Yeah so Innocence. Whew how can I describe this flick? It is a gothic tale based on a story by German playwright Frank Wedekind and it's a bit of an allegory about the transition from being a girl to being a woman (something I don't have a lot of experience with). The story takes place at this bizarre boarding school for girls that seems a bit Orwellian at first glance. Girls are brought into the school in a coffin, they take the ribbon of the girl above them in age and the oldest one takes off nightly for some kind of training until they're shipped off. The girls are taught how to dance and about biology and are not allowed outside the walls of the school. If you're truly exceptional you get chosen by the Headmaster and where you go is not made clear.

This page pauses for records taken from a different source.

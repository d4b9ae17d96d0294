//! Cache key and rate-limit identity derivation.
//!
//! Keys are fingerprints: the raw parameter values never appear in store
//! keys or logs, only a truncated SHA-256 over the canonical form.

use sha2::{Digest, Sha256};
use std::collections::BTreeMap;

use crate::{Error, ErrorContext, Result};

/// Truncated hex length of a derived fingerprint.
const FINGERPRINT_LEN: usize = 32;

/// A derived cache key fingerprint.
#[derive(Debug, Clone, PartialEq, Eq, Hash)]
pub struct CacheKey(String);

impl CacheKey {
    pub fn as_str(&self) -> &str {
        &self.0
    }
}

impl std::fmt::Display for CacheKey {
    fn fmt(&self, f: &mut std::fmt::Formatter<'_>) -> std::fmt::Result {
        write!(f, "{}", self.0)
    }
}

impl From<&str> for CacheKey {
    fn from(s: &str) -> Self {
        Self(s.to_string())
    }
}
impl From<String> for CacheKey {
    fn from(s: String) -> Self {
        Self(s)
    }
}

/// Derives cache keys and rate-limit identities from request attributes.
///
/// Determinism contract: two logically identical requests (same method,
/// path, and normalized parameters, in any order) always map to the same
/// key. This is the property the gateway's HIT rate depends on.
#[derive(Debug, Clone, Default)]
pub struct KeyCodec;

impl KeyCodec {
    pub fn new() -> Self {
        Self
    }

    /// Derive the cache key for a request.
    ///
    /// Parameters are sorted by name and value-normalized before hashing;
    /// duplicate parameter names keep the last value.
    pub fn derive_cache_key(
        &self,
        method: &str,
        path: &str,
        params: &[(String, String)],
    ) -> Result<CacheKey> {
        let method = method.trim();
        let path = path.trim();
        if method.is_empty() {
            return Err(Error::validation_with_context(
                "request method is empty",
                ErrorContext::new().with_source("key_codec"),
            ));
        }
        if path.is_empty() {
            return Err(Error::validation_with_context(
                "request path is empty",
                ErrorContext::new().with_source("key_codec"),
            ));
        }

        let mut normalized: BTreeMap<String, String> = BTreeMap::new();
        for (name, value) in params {
            normalized.insert(name.trim().to_string(), canonical_value(value));
        }

        let mut canonical = format!("{}\n{}\n", method.to_ascii_uppercase(), path);
        let mut first = true;
        for (name, value) in &normalized {
            if !first {
                canonical.push('&');
            }
            canonical.push_str(name);
            canonical.push('=');
            canonical.push_str(value);
            first = false;
        }

        let mut hasher = Sha256::new();
        hasher.update(canonical.as_bytes());
        let hex: String = hasher
            .finalize()
            .iter()
            .map(|b| format!("{:02x}", b))
            .collect();
        Ok(CacheKey(hex[..FINGERPRINT_LEN].to_string()))
    }

    /// Derive the rate-limit identity for a caller.
    ///
    /// Preference order: verified user id, first forwarded-for token,
    /// X-Real-IP, direct connection address. Callers that resolve to none
    /// of these all share the `unknown` bucket; that shared bucket is a
    /// documented degradation, not an error.
    pub fn derive_identity(
        &self,
        user_id: Option<&str>,
        forwarded_for: Option<&str>,
        real_ip: Option<&str>,
        remote_addr: Option<&str>,
    ) -> String {
        if let Some(id) = user_id.map(str::trim).filter(|s| !s.is_empty()) {
            return format!("user:{}", id);
        }
        if let Some(ip) = forwarded_for
            .and_then(|h| h.split(',').map(str::trim).find(|t| !t.is_empty()))
        {
            return format!("ip:{}", ip);
        }
        if let Some(ip) = real_ip.map(str::trim).filter(|s| !s.is_empty()) {
            return format!("ip:{}", ip);
        }
        if let Some(ip) = remote_addr.map(str::trim).filter(|s| !s.is_empty()) {
            return format!("ip:{}", ip);
        }
        "unknown".to_string()
    }
}

/// Coerce a parameter value to canonical string form.
///
/// Numbers lose trailing fractional zeros ("100.0" -> "100", "1.50" -> "1.5"),
/// booleans are lowercased. Integer-looking strings pass through verbatim so
/// large epoch values never round-trip through f64.
fn canonical_value(raw: &str) -> String {
    let trimmed = raw.trim();
    if trimmed.eq_ignore_ascii_case("true") {
        return "true".to_string();
    }
    if trimmed.eq_ignore_ascii_case("false") {
        return "false".to_string();
    }
    let digits = trimmed.strip_prefix('-').unwrap_or(trimmed);
    if !digits.is_empty() && digits.bytes().all(|b| b.is_ascii_digit()) {
        return trimmed.to_string();
    }
    if let Ok(v) = trimmed.parse::<f64>() {
        if v.is_finite() {
            // Rust's f64 Display is the shortest round-trip form.
            return format!("{}", v);
        }
    }
    trimmed.to_string()
}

Most of the girls go through this development process and then move on to somewhere else (which is never described until later). If a girl questions what is going on they are punished. One surmises that the teachers and some of the other servant women must have done some terrible things to have remained behind to be guardians for the young girls. It is all very confusing and allegorical (much like a lot of Wedekind's work). The film is beautifully shot and styled as well and I thought that at times it was like watching a Lynch film, exquisite and colourful and totally confusing. The dvd of course has no subtitled interviews with the director Lucile Hadzihalilovic so it remains very much a mystery to me. Maybe it's not supposed to mean anything and you are to make up your own decisions about what it says.